The original methods of Gourevitch and Galanter (1967) and, especially, of Miller (1996) are appropriate for estimating the variance of d' for a single point or a single individual. However, if the mean sample values of P_H and P_F are taken to estimate the variance of that sample of individuals and these individuals are not homogeneous, the variance of d' can be seriously underestimated. Until now we have not had a direct method to estimate the variance of d' in a sample of heterogeneous individuals. The method proposed by Suero et al. (2018) and the additional developments reported here essentially follow the ideas of Miller and adapt his method to the realistic situation in which observers do not share the same probability of giving a YES response to signal and/or noise trials.

The main limitations of this research derive from its assumptions. First, the assumed scenario is somewhat restrictive (e.g., it assumes the normal homoscedastic model for the strength of evidence in the calculation of individual values of d'; Wickens, 2001, chap. 2). Second, the method assumes a specific solution to the problem of extreme values of proportions (0.0 or 1.0). Finally, it also assumes that the individual probabilities of H and F (π_H and π_F) are linearly independent. A fault in one or more of these assumptions might be the cause of the sometimes striking discrepancies between the results obtained with our procedure and the actual empirical variance (e.g., in the Tanner et al., 1967, study the estimated variance was twice the empirical variance). In the next section we discuss in greater depth the last assumption and some suggestions to handle it in practical applications.

Managing the assumption of independence between z_H and z_F

For anyone familiar with SDT the assumption of independence between the zs, on the one hand, and between the πs, on the other, sounds odd. In the situation we studied here, independence represents something different from what we usually think in the SDT endeavor. Normally, we think in terms of a fixed value of d' and a c value that shifts as a consequence of the experimental manipulations. Of course, when this happens, a large positive correlation is observed between the zs and also between the πs.

But the situation we studied here is different. It does not concern individuals with constant sensitivity and changing criteria.
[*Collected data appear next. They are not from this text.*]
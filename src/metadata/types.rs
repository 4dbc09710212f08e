// Column Data Types
//
// This module defines the declared SQL types a column reference can carry.

use std::fmt;
use serde::{Serialize, Deserialize};

/// Data types a model column can be declared with
#[derive(Debug, Clone, Copy, PartialEq, Eq, Hash, Serialize, Deserialize)]
pub enum DataType {
    Integer,
    BigInt,
    Decimal,
    Double,
    Varchar,
    Boolean,
    Date,
    Time,
    Timestamp,
}

impl DataType {
    /// Convert a string representation to a DataType
    pub fn from_str(s: &str) -> Result<Self, String> {
        // Strip precision suffixes like VARCHAR(256) or DECIMAL(19,4)
        let base = s.split('(').next().unwrap_or(s).trim();
        match base.to_uppercase().as_str() {
            "INT" | "INTEGER" | "SMALLINT" | "TINYINT" => Ok(DataType::Integer),
            "BIGINT" | "LONG" => Ok(DataType::BigInt),
            "DECIMAL" | "NUMERIC" => Ok(DataType::Decimal),
            "FLOAT" | "REAL" | "DOUBLE" => Ok(DataType::Double),
            "VARCHAR" | "CHAR" | "STRING" | "TEXT" => Ok(DataType::Varchar),
            "BOOL" | "BOOLEAN" => Ok(DataType::Boolean),
            "DATE" => Ok(DataType::Date),
            "TIME" => Ok(DataType::Time),
            "TIMESTAMP" | "DATETIME" => Ok(DataType::Timestamp),
            _ => Err(format!("Unknown data type: {}", s)),
        }
    }

    /// Date, time and timestamp columns compare against epoch milliseconds
    pub fn is_datetime_family(&self) -> bool {
        matches!(self, DataType::Date | DataType::Time | DataType::Timestamp)
    }

    pub fn is_numeric_family(&self) -> bool {
        matches!(
            self,
            DataType::Integer | DataType::BigInt | DataType::Decimal | DataType::Double
        )
    }

    pub fn is_string_family(&self) -> bool {
        matches!(self, DataType::Varchar)
    }
}

impl fmt::Display for DataType {
    fn fmt(&self, f: &mut fmt::Formatter<'_>) -> fmt::Result {
        let name = match self {
            DataType::Integer => "INTEGER",
            DataType::BigInt => "BIGINT",
            DataType::Decimal => "DECIMAL",
            DataType::Double => "DOUBLE",
            DataType::Varchar => "VARCHAR",
            DataType::Boolean => "BOOLEAN",
            DataType::Date => "DATE",
            DataType::Time => "TIME",
            DataType::Timestamp => "TIMESTAMP",
        };
        write!(f, "{}", name)
    }
}
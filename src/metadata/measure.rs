// Measures and Aggregate Functions
//
// Storage-level aggregate descriptors (what a realization precomputes) and the
// SQL-level calls that are layered on top of them.

use std::fmt;
use serde::{Serialize, Deserialize};

use super::column::TblColRef;
use super::types::DataType;

/// Aggregate expressions a storage layer can compute
#[derive(Debug, Clone, Copy, PartialEq, Eq, Hash, Serialize, Deserialize)]
pub enum FunctionExpr {
    Sum,
    Count,
    Min,
    Max,
    CountDistinct,
}

impl FunctionExpr {
    pub fn from_str(s: &str) -> Result<Self, String> {
        match s.to_uppercase().as_str() {
            "SUM" => Ok(FunctionExpr::Sum),
            "COUNT" => Ok(FunctionExpr::Count),
            "MIN" => Ok(FunctionExpr::Min),
            "MAX" => Ok(FunctionExpr::Max),
            "COUNT_DISTINCT" => Ok(FunctionExpr::CountDistinct),
            _ => Err(format!("Unknown aggregate function: {}", s)),
        }
    }
}

impl fmt::Display for FunctionExpr {
    fn fmt(&self, f: &mut fmt::Formatter<'_>) -> fmt::Result {
        let name = match self {
            FunctionExpr::Sum => "SUM",
            FunctionExpr::Count => "COUNT",
            FunctionExpr::Min => "MIN",
            FunctionExpr::Max => "MAX",
            FunctionExpr::CountDistinct => "COUNT_DISTINCT",
        };
        write!(f, "{}", name)
    }
}

/// A storage-level aggregate: expression, parameter column and return type
#[derive(Debug, Clone, PartialEq, Eq, Hash, Serialize, Deserialize)]
pub struct FunctionDesc {
    pub expression: FunctionExpr,
    /// None for COUNT(*) / COUNT(1)
    pub parameter: Option<TblColRef>,
    pub return_type: DataType,
}

impl FunctionDesc {
    pub fn new(expression: FunctionExpr, parameter: Option<TblColRef>, return_type: DataType) -> Self {
        FunctionDesc { expression, parameter, return_type }
    }

    pub fn count_star() -> Self {
        FunctionDesc::new(FunctionExpr::Count, None, DataType::BigInt)
    }

    pub fn is_count(&self) -> bool {
        self.expression == FunctionExpr::Count
    }
}

impl fmt::Display for FunctionDesc {
    fn fmt(&self, f: &mut fmt::Formatter<'_>) -> fmt::Result {
        match &self.parameter {
            Some(col) => write!(f, "{}({})", self.expression, col),
            None => write!(f, "{}(1)", self.expression),
        }
    }
}

/// A measure defined on a realization
#[derive(Debug, Clone, PartialEq, Eq, Hash, Serialize, Deserialize)]
pub struct MeasureDesc {
    pub name: String,
    pub function: FunctionDesc,
}

impl MeasureDesc {
    pub fn new(name: impl Into<String>, function: FunctionDesc) -> Self {
        MeasureDesc { name: name.into(), function }
    }
}

/// Argument to a SQL-level call
#[derive(Debug, Clone, PartialEq, Eq, Hash, Serialize, Deserialize)]
pub enum SqlCallArg {
    Column(TblColRef),
    Literal(String),
}

/// A SQL-level aggregate call, e.g. AVG(price) backed by SUM and COUNT
#[derive(Debug, Clone, PartialEq, Eq, Hash, Serialize, Deserialize)]
pub struct SqlCall {
    pub function: String,
    pub args: Vec<SqlCallArg>,
}

impl SqlCall {
    pub fn new(function: impl Into<String>, args: Vec<SqlCallArg>) -> Self {
        SqlCall {
            function: function.into().to_uppercase(),
            args,
        }
    }
}

impl fmt::Display for SqlCall {
    fn fmt(&self, f: &mut fmt::Formatter<'_>) -> fmt::Result {
        let args: Vec<String> = self
            .args
            .iter()
            .map(|a| match a {
                SqlCallArg::Column(c) => c.to_string(),
                SqlCallArg::Literal(l) => l.clone(),
            })
            .collect();
        write!(f, "{}({})", self.function, args.join(", "))
    }
}
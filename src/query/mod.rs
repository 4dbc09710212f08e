// Query Context Module
//
// This module contains the per-query requirement aggregator and everything
// built around it: digest construction, model fixing, the per-worker context
// registry and runtime variable binding.

pub mod error;
pub mod scan;
pub mod context;
pub mod digest;
pub mod registry;
pub mod binder;
pub mod tuple_info;
pub mod storage;
pub mod auth;
pub mod realization;
pub mod access;

// Export key public interfaces
pub use self::context::QueryContext;
pub use self::digest::{SortOrder, SqlDigest};
pub use self::error::{ContextError, Result};
pub use self::registry::CompilationPass;
pub use self::binder::VariableSource;
pub use self::access::{AccessControl, AccessController};
pub use self::realization::{Realization, RealizationType};
use std::collections::HashMap;
use std::path::PathBuf;
use anyhow::{anyhow, Context, Result};
use clap::{Parser, Subcommand};

use olapctx::config::QueryConfig;
use olapctx::query::access::AccessControl;
use olapctx::query::VariableSource;
use olapctx::scenario::Scenario;
use olapctx::CompilationPass;

#[derive(Parser)]
#[command(author, version, about = "olapctx - inspect query contexts and their digests")]
struct Cli {
    /// Query configuration (key=value properties)
    #[arg(short, long)]
    config: Option<PathBuf>,

    /// Authenticated user info passed to the compilation pass
    #[arg(short, long)]
    user: Option<String>,

    /// Command to execute
    #[command(subcommand)]
    command: Commands,
}

#[derive(Subcommand)]
enum Commands {
    /// Print the digest of a scenario
    Digest {
        /// Scenario JSON file
        scenario: PathBuf,

        /// Print the digest as JSON
        #[arg(long)]
        json: bool,
    },

    /// Bind runtime variables into a scenario's filters and print them
    Bind {
        /// Scenario JSON file
        scenario: PathBuf,

        /// Variable binding, NAME=VALUE (repeatable)
        #[arg(short, long = "var")]
        vars: Vec<String>,
    },
}

fn load_config(path: Option<&PathBuf>) -> Result<QueryConfig> {
    match path {
        Some(path) => {
            let text = std::fs::read_to_string(path)
                .with_context(|| format!("reading config {}", path.display()))?;
            Ok(QueryConfig::parse_properties(&text)?)
        }
        None => Ok(QueryConfig::instance().clone()),
    }
}

fn load_scenario(path: &PathBuf) -> Result<Scenario> {
    let text = std::fs::read_to_string(path).with_context(|| format!("reading scenario {}", path.display()))?;
    Ok(Scenario::from_json(&text)?)
}

fn parse_vars(vars: &[String]) -> Result<HashMap<String, String>> {
    vars.iter()
        .map(|v| {
            v.split_once('=')
                .map(|(k, v)| (k.trim().to_string(), v.to_string()))
                .ok_or_else(|| anyhow!("variable binding '{}' must be NAME=VALUE", v))
        })
        .collect()
}

fn main() -> Result<()> {
    let cli = Cli::parse();
    let config = load_config(cli.config.as_ref())?;
    // no controllers are compiled into the CLI; naming one is an error
    let access = AccessControl::from_config(&config, Vec::new())?;

    let mut pass = CompilationPass::begin(config.pass_parameters(cli.user.as_deref()));

    match cli.command {
        Commands::Digest { scenario, json } => {
            let scenario = load_scenario(&scenario)?;
            let ctx = pass.new_context();
            scenario.populate(&mut ctx.write())?;
            access.check_current_pass(&config)?;

            let digest = ctx.write().digest()?;
            if json {
                println!("{}", serde_json::to_string_pretty(&*digest)?);
            } else {
                println!("{}", digest);
                println!("simple query: {}", ctx.read().is_simple_query());
            }
        }
        Commands::Bind { scenario, vars } => {
            let scenario = load_scenario(&scenario)?;
            let vars = parse_vars(&vars)?;
            let ctx = pass.new_context();
            scenario.populate(&mut ctx.write())?;
            access.check_current_pass(&config)?;

            let mut guard = ctx.write();
            guard.bind_variable(Some(&vars as &dyn VariableSource))?;
            match guard.filter() {
                Some(filter) => println!("filter: {}", filter),
                None => println!("filter: <none>"),
            }
            if let Some(having) = guard.having_filter() {
                println!("having: {}", having);
            }
        }
    }

    Ok(())
}
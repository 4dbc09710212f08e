// OLAP Query Context Layer

pub mod common;
pub mod config;
pub mod filter;
pub mod metadata;
pub mod query;
pub mod scenario;

// Re-export key items for convenient access
pub use common::types::{ContextId, ContextRef};
pub use config::QueryConfig;
pub use query::context::QueryContext;
pub use query::digest::{SortOrder, SqlDigest};
pub use query::error::ContextError;
pub use query::registry::CompilationPass;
The only assumption of independence that we made was between the true or parametric values of the individuals in sensitivity and criteria (δ and C). A random sample of individuals will include some with high or low sensitivities, and some with high or low criteria, depending on how liberal they are in making YES responses. But there is no theoretical reason or empirical evidence to suggest that these two dimensions would be related. That is, individuals with high sensitivity might in turn be equally conservative or liberal, and the same applies to those with low sensitivity. Therefore, assuming ρ_δC = 0 does not seem odd.

As we have already explained, once it is assumed that ρ_δC = 0, the correlations between the zs and the πs are a consequence of the presence of heterogeneity among the observers in δ and/or C, as well as the ratio between their variances. We developed a method to calculate the variance of d' in the specific case in which the ratio between the variances is 4, since that takes us to the concrete value of $ {\rho}_{z_H{z}_F}=0 $, which facilitates the calculations. We should expect $ {\sigma}_{\delta}^2 $ to be (almost) always greater than $ {\sigma}_C^2 $.^{Footnote 3} Fortunately, the value 4 has been a good guess of what an average value could be.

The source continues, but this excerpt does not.